§ WHAT THIS TASK INVOLVES
From the opening line of the records through the line bearing "use std::fmt;", set down every line exactly.

[INPUT Boundary: Start]

//! Affordability models
//!
//! A listing is judged against a total budget in isolation. Listings that
//! cannot be judged (missing or malformed price) produce a `ListingFailure`
//! in place of a verdict so the rest of the batch still goes through.

use serde::{Deserialize, Serialize};
use std::fmt;

use super::money::Money;
use super::raw::{json_kind, require, RawValue};
use crate::error::{AgentError, AgentResult};

/// Verdict for one listing
#[derive(Debug, Clone, Copy, PartialEq, Eq, Hash, Serialize, Deserialize)]
pub enum AffordabilityStatus {
    #[serde(rename = "Affordable")]
    Affordable,
    #[serde(rename = "Not Affordable")]
    NotAffordable,
}

impl AffordabilityStatus {
    /// Status implied by a shortfall
    pub fn from_shortfall(shortfall: Money) -> Self {
        if shortfall.is_zero() {
            Self::Affordable
        } else {
            Self::NotAffordable
        }
    }

    pub fn is_affordable(&self) -> bool {
        matches!(self, Self::Affordable)
    }
}

impl fmt::Display for AffordabilityStatus {
    fn fmt(&self, f: &mut fmt::Formatter<'_>) -> fmt::Result {
        match self {
            Self::Affordable => write!(f, "Affordable"),
            Self::NotAffordable => write!(f, "Not Affordable"),
        }
    }
}

/// A named flat price
#[derive(Debug, Clone, PartialEq, Eq, Serialize, Deserialize)]
pub struct ListingPrice {
    pub name: String,
    pub price: Money,
}

impl ListingPrice {
    pub fn new(name: impl Into<String>, price: Money) -> Self {
        Self {
            name: name.into(),
            price,
        }
    }
}

/// A listing as received, before validation
#[derive(Debug, Clone, Default, PartialEq, Serialize, Deserialize)]
pub struct ListingInput {
    #[serde(default, skip_serializing_if = "Option::is_none")]
    pub name: Option<String>,
    #[serde(default, skip_serializing_if = "Option::is_none")]
    pub price: Option<RawValue>,
}

impl ListingInput {
    pub fn new(name: impl Into<String>, price: impl Into<RawValue>) -> Self {
        Self {
            name: Some(name.into()),
            price: Some(price.into()),
        }
    }

    /// Name to report for this listing; unnamed listings use their 1-based position
    pub fn display_name(&self, index: usize) -> String {
        match self.name.as_deref().map(str::trim) {
            Some(name) if !name.is_empty() => name.to_string(),
            _ => format!("listing-{}", index + 1),
        }
    }

    /// Validate into a typed listing
    pub fn resolve(&self, index: usize) -> AgentResult<ListingPrice> {
        let price = require(&self.price, "price")?.to_money("price")?;
        Ok(ListingPrice::new(self.display_name(index), price))
    }
}

/// One element of a listings array, kept even when it is not a listing object
#[derive(Debug, Clone, PartialEq, Serialize, Deserialize)]
#[serde(untagged)]
pub enum ListingEntry {
    Listing(ListingInput),
    Malformed(serde_json::Value),
}

impl ListingEntry {
    pub fn display_name(&self, index: usize) -> String {
        match self {
            Self::Listing(listing) => listing.display_name(index),
            Self::Malformed(_) => format!("listing-{}", index + 1),
        }
    }

    pub fn resolve(&self, index: usize) -> AgentResult<ListingPrice> {
        match self {
            Self::Listing(listing) => listing.resolve(index),
            Self::Malformed(value) => Err(malformed_listing(value)),
        }
    }
}

impl From<ListingInput> for ListingEntry {
    fn from(listing: ListingInput) -> Self {
        Self::Listing(listing)
    }
}

fn malformed_listing(value: &serde_json::Value) -> AgentError {
    match value.get("name") {
        Some(name) if !name.is_string() && !name.is_null() => {
            AgentError::invalid("name", format!("expected a string, got {}", json_kind(name)))
        }
        _ => AgentError::invalid(
            "listing",
            format!("expected an object with a price, got {}", json_kind(value)),
        ),
    }
}

/// Verdict for one listing against a total budget
#[derive(Debug, Clone, PartialEq, Eq, Serialize, Deserialize)]
pub struct AffordabilityResult {
    pub name: String,
    pub price: Money,
    pub affordability_status: AffordabilityStatus,
    /// Amount by which the price exceeds the budget; zero when affordable
    pub shortfall: Money,
}

impl AffordabilityResult {
    pub fn is_affordable(&self) -> bool {
        self.affordability_status.is_affordable()
    }
}

/// A listing that could not be judged
#[derive(Debug, Clone, PartialEq, Eq, Serialize, Deserialize)]
pub struct ListingFailure {
    pub name: String,
    pub error: String,
    pub field: Option<String>,
}

impl ListingFailure {
    pub fn from_error(name: impl Into<String>, err: &AgentError) -> Self {
        Self {
            name: name.into(),
            error: err.to_string(),
            field: err.field().map(str::to_string),
        }
    }
}

/// Outcome for one listing in a batch
#[derive(Debug, Clone, PartialEq, Eq, Serialize)]
#[serde(untagged)]
pub enum ListingOutcome {
    Assessed(AffordabilityResult),
    Invalid(ListingFailure),
}

impl ListingOutcome {
    pub fn name(&self) -> &str {
        match self {
            Self::Assessed(result) => &result.name,
            Self::Invalid(failure) => &failure.name,
        }
    }

    pub fn result(&self) -> Option<&AffordabilityResult> {
        match self {
            Self::Assessed(result) => Some(result),
            Self::Invalid(_) => None,
        }
    }

    pub fn is_invalid(&self) -> bool {
        matches!(self, Self::Invalid(_))
    }
}

#[cfg(test)]
mod tests {
    use super::*;

    #[test]
    fn test_status_serializes_with_spaces() {
        assert_eq!(
            serde_json::to_string(&AffordabilityStatus::NotAffordable).unwrap(),
            "\"Not Affordable\""
        );
        assert_eq!(
            serde_json::to_string(&AffordabilityStatus::Affordable).unwrap(),
            "\"Affordable\""
        );
        assert_eq!(AffordabilityStatus::NotAffordable.to_string(), "Not Affordable");
    }

    #[test]
    fn test_status_from_shortfall() {
        assert_eq!(
            AffordabilityStatus::from_shortfall(Money::zero()),
            AffordabilityStatus::Affordable
        );
        assert_eq!(
            AffordabilityStatus::from_shortfall(Money::from_cents(1)),
            AffordabilityStatus::NotAffordable
        );
    }

    #[test]
    fn test_listing_display_name() {
        let named = ListingInput::new("Tengah Garden", 450_000.0);
        assert_eq!(named.display_name(0), "Tengah Garden");

        let unnamed = ListingInput {
            name: Some("  ".into()),
            price: Some(RawValue::Number(1.0)),
        };
        assert_eq!(unnamed.display_name(2), "listing-3");
    }

    #[test]
    fn test_listing_resolve_missing_price() {
        let listing: ListingInput = serde_json::from_str(r#"{"name": "A"}"#).unwrap();
        let err = listing.resolve(0).unwrap_err();
        assert_eq!(err.field(), Some("price"));
    }

    #[test]
    fn test_entries_keep_malformed_elements() {
        let entries: Vec<ListingEntry> =
            serde_json::from_str(r#"[{"name": "A", "price": 450000}, {"name": 42, "price": 1}, null, 7]"#)
                .unwrap();

        assert_eq!(entries.len(), 4);
        assert_eq!(entries[0], ListingEntry::Listing(ListingInput::new("A", 450_000.0)));
        assert_eq!(entries[0].resolve(0).unwrap().price, Money::from_dollars(450_000));

        let err = entries[1].resolve(1).unwrap_err();
        assert_eq!(err.field(), Some("name"));
        assert!(err.to_string().contains("a number"));
        assert_eq!(entries[1].display_name(1), "listing-2");

        assert_eq!(entries[2].resolve(2).unwrap_err().field(), Some("listing"));
        assert!(entries[3].resolve(3).unwrap_err().to_string().contains("got a number"));
    }

    #[test]
    fn test_outcome_serializes_flat() {
        let outcome = ListingOutcome::Assessed(AffordabilityResult {
            name: "A".into(),
            price: Money::from_dollars(450_000),
            affordability_status: AffordabilityStatus::Affordable,
            shortfall: Money::zero(),
        });
        let json = serde_json::to_value(&outcome).unwrap();
        assert_eq!(json["name"], "A");
        assert_eq!(json["affordability_status"], "Affordable");
        assert_eq!(json["shortfall"], 0);
    }
}
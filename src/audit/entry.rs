//! Audit entry data structures

use chrono::{DateTime, Utc};
use serde::{Deserialize, Serialize};
use serde_json::Value;

use crate::models::{RequestId, SessionId};
use crate::request::{Operation, Response};

/// A single audited request
#[derive(Debug, Clone, Serialize, Deserialize)]
pub struct AuditEntry {
    /// When the request was answered (UTC)
    pub timestamp: DateTime<Utc>,

    pub request_id: RequestId,

    /// Missing when the request was too malformed to route
    #[serde(default, skip_serializing_if = "Option::is_none")]
    pub operation: Option<Operation>,

    #[serde(default, skip_serializing_if = "Option::is_none")]
    pub session_id: Option<SessionId>,

    pub ok: bool,

    /// Sanitised inputs
    #[serde(default, skip_serializing_if = "Option::is_none")]
    pub input: Option<Value>,

    #[serde(default, skip_serializing_if = "Option::is_none")]
    pub calculation: Option<Value>,

    #[serde(default, skip_serializing_if = "Option::is_none")]
    pub error: Option<String>,
}

impl AuditEntry {
    /// Record a response envelope
    pub fn from_response(response: &Response) -> Self {
        Self {
            timestamp: Utc::now(),
            request_id: RequestId::new(),
            operation: response.operation,
            session_id: response.session_id.clone(),
            ok: response.ok,
            input: response.input.clone(),
            calculation: response.calculation.clone(),
            error: response.error.clone(),
        }
    }

    /// Format the entry for human-readable output
    pub fn format_human_readable(&self) -> String {
        let operation = self
            .operation
            .map(|op| op.as_str().to_uppercase())
            .unwrap_or_else(|| "UNKNOWN".to_string());

        let mut output = format!(
            "[{}] {} {} {}",
            self.timestamp.format("%Y-%m-%d %H:%M:%S UTC"),
            self.request_id,
            operation,
            if self.ok { "ok" } else { "failed" }
        );

        if let Some(session) = &self.session_id {
            output.push_str(&format!(" (session {})", session));
        }

        if let Some(error) = &self.error {
            output.push_str(&format!("\n  Error: {}", error));
        }

        output
    }
}
//! Formatting helpers shared by the text views

use crate::models::Money;

/// Format a money amount with color hints for terminal display
pub fn format_money_colored(amount: Money, symbol: &str) -> String {
    let text = amount.format_with_symbol(symbol);
    if amount.is_negative() {
        format!("\x1b[31m{}\x1b[0m", text) // Red for negative
    } else if amount.is_positive() {
        format!("\x1b[32m{}\x1b[0m", text) // Green for positive
    } else {
        text
    }
}

/// Format a fractional rate as a percentage, e.g. `0.026` -> `2.60%`
pub fn format_rate(rate: f64) -> String {
    format!("{:.2}%", rate * 100.0)
}

pub fn format_header(title: &str, width: usize) -> String {
    let padding = width.saturating_sub(title.len()) / 2;
    format!("{}{}", " ".repeat(padding), title)
}

pub fn separator(width: usize) -> String {
    "─".repeat(width)
}

/// A `label ..... value` line, value right-aligned
pub fn labelled(label: &str, value: &str, width: usize) -> String {
    let gap = width.saturating_sub(label.chars().count() + value.chars().count()).max(1);
    format!("{}{}{}", label, " ".repeat(gap), value)
}

#[cfg(test)]
mod tests {
    use super::*;

    #[test]
    fn test_format_rate() {
        assert_eq!(format_rate(0.03), "3.00%");
        assert_eq!(format_rate(0.026), "2.60%");
        assert_eq!(format_rate(0.0), "0.00%");
    }

    #[test]
    fn test_money_colors() {
        assert!(format_money_colored(Money::from_dollars(-5), "$").contains("\x1b[31m"));
        assert!(format_money_colored(Money::from_dollars(5), "$").contains("\x1b[32m"));
        assert_eq!(format_money_colored(Money::zero(), "$"), "$0.00");
    }

    #[test]
    fn test_labelled() {
        assert_eq!(labelled("Loan", "$1.00", 12), "Loan   $1.00");
        assert_eq!(labelled("A very long label", "$1.00", 5), "A very long label $1.00");
    }

    #[test]
    fn test_format_header() {
        assert_eq!(format_header("Budget", 10), "  Budget");
        assert_eq!(format_header("Too long title", 4), "Too long title");
    }
}
//! CSV output
//!
//! Budgets and evaluations are a single row; affordability and estimate
//! results get one row per listing or estimate, failures included.

use std::io::Write;

use crate::error::{AgentError, AgentResult};
use crate::models::{EstimateOutcome, ListingOutcome, Money};
use crate::request::Calculation;

fn amount(money: Money) -> String {
    format!("{:.2}", money.as_f64())
}

fn export_err(e: csv::Error) -> AgentError {
    AgentError::Export(e.to_string())
}

/// Write a calculation as CSV with a header row
pub fn write_calculation_csv<W: Write>(calculation: &Calculation, writer: W) -> AgentResult<()> {
    let mut wtr = csv::Writer::from_writer(writer);

    match calculation {
        Calculation::Budget { input, result } => {
            wtr.write_record([
                "household_income",
                "cash_savings",
                "cpf_savings",
                "annual_rate",
                "tenure_years",
                "max_hdb_loan",
                "cpf_used_in_budget",
                "retained_oa",
                "total_budget",
            ])
            .map_err(export_err)?;
            wtr.write_record([
                amount(input.household_income),
                amount(input.cash_savings),
                amount(input.cpf_savings),
                input.annual_rate.to_string(),
                input.tenure_years.to_string(),
                amount(result.max_hdb_loan),
                amount(result.cpf_used_in_budget),
                amount(result.retained_oa),
                amount(result.total_budget),
            ])
            .map_err(export_err)?;
        }
        Calculation::Evaluate {
            bto_price, result, ..
        } => {
            wtr.write_record([
                "bto_price",
                "max_hdb_loan",
                "total_budget",
                "affordability_status",
                "shortfall",
            ])
            .map_err(export_err)?;
            wtr.write_record([
                amount(*bto_price),
                amount(result.max_hdb_loan),
                amount(result.total_budget),
                result.affordability_status.to_string(),
                amount(result.shortfall),
            ])
            .map_err(export_err)?;
        }
        Calculation::Affordability { outcomes, .. } => {
            wtr.write_record(["name", "price", "affordability_status", "shortfall", "error"])
                .map_err(export_err)?;
            for outcome in outcomes {
                let row = match outcome {
                    ListingOutcome::Assessed(r) => [
                        r.name.clone(),
                        amount(r.price),
                        r.affordability_status.to_string(),
                        amount(r.shortfall),
                        String::new(),
                    ],
                    ListingOutcome::Invalid(f) => [
                        f.name.clone(),
                        String::new(),
                        "error".to_string(),
                        String::new(),
                        f.error.clone(),
                    ],
                };
                wtr.write_record(&row).map_err(export_err)?;
            }
        }
        Calculation::Estimates { outcomes, .. } => {
            wtr.write_record([
                "id",
                "affordability_status",
                "shortfall",
                "margin_vs_estimate",
                "confidence",
                "error",
            ])
            .map_err(export_err)?;
            for (id, outcome) in outcomes {
                let row = match outcome {
                    EstimateOutcome::Assessed(a) => [
                        id.clone(),
                        a.affordability_status.to_string(),
                        amount(a.shortfall),
                        amount(a.margin_vs_estimate),
                        a.confidence.to_string(),
                        String::new(),
                    ],
                    EstimateOutcome::Failed(f) => [
                        id.clone(),
                        "error".to_string(),
                        String::new(),
                        String::new(),
                        f.confidence.to_string(),
                        f.error.clone(),
                    ],
                };
                wtr.write_record(&row).map_err(export_err)?;
            }
        }
    }

    wtr.flush()
        .map_err(|e| AgentError::Export(format!("Failed to flush CSV output: {}", e)))?;
    Ok(())
}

[INPUT Boundary: End]

§ RESPONSE FOR THIS EXERCISE
//! Affordability models
//!
//! A listing is judged against a total budget in isolation. Listings that
//! cannot be judged (missing or malformed price) produce a `ListingFailure`
//! in place of a verdict so the rest of the batch still goes through.

use serde::{Deserialize, Serialize};
use std::fmt;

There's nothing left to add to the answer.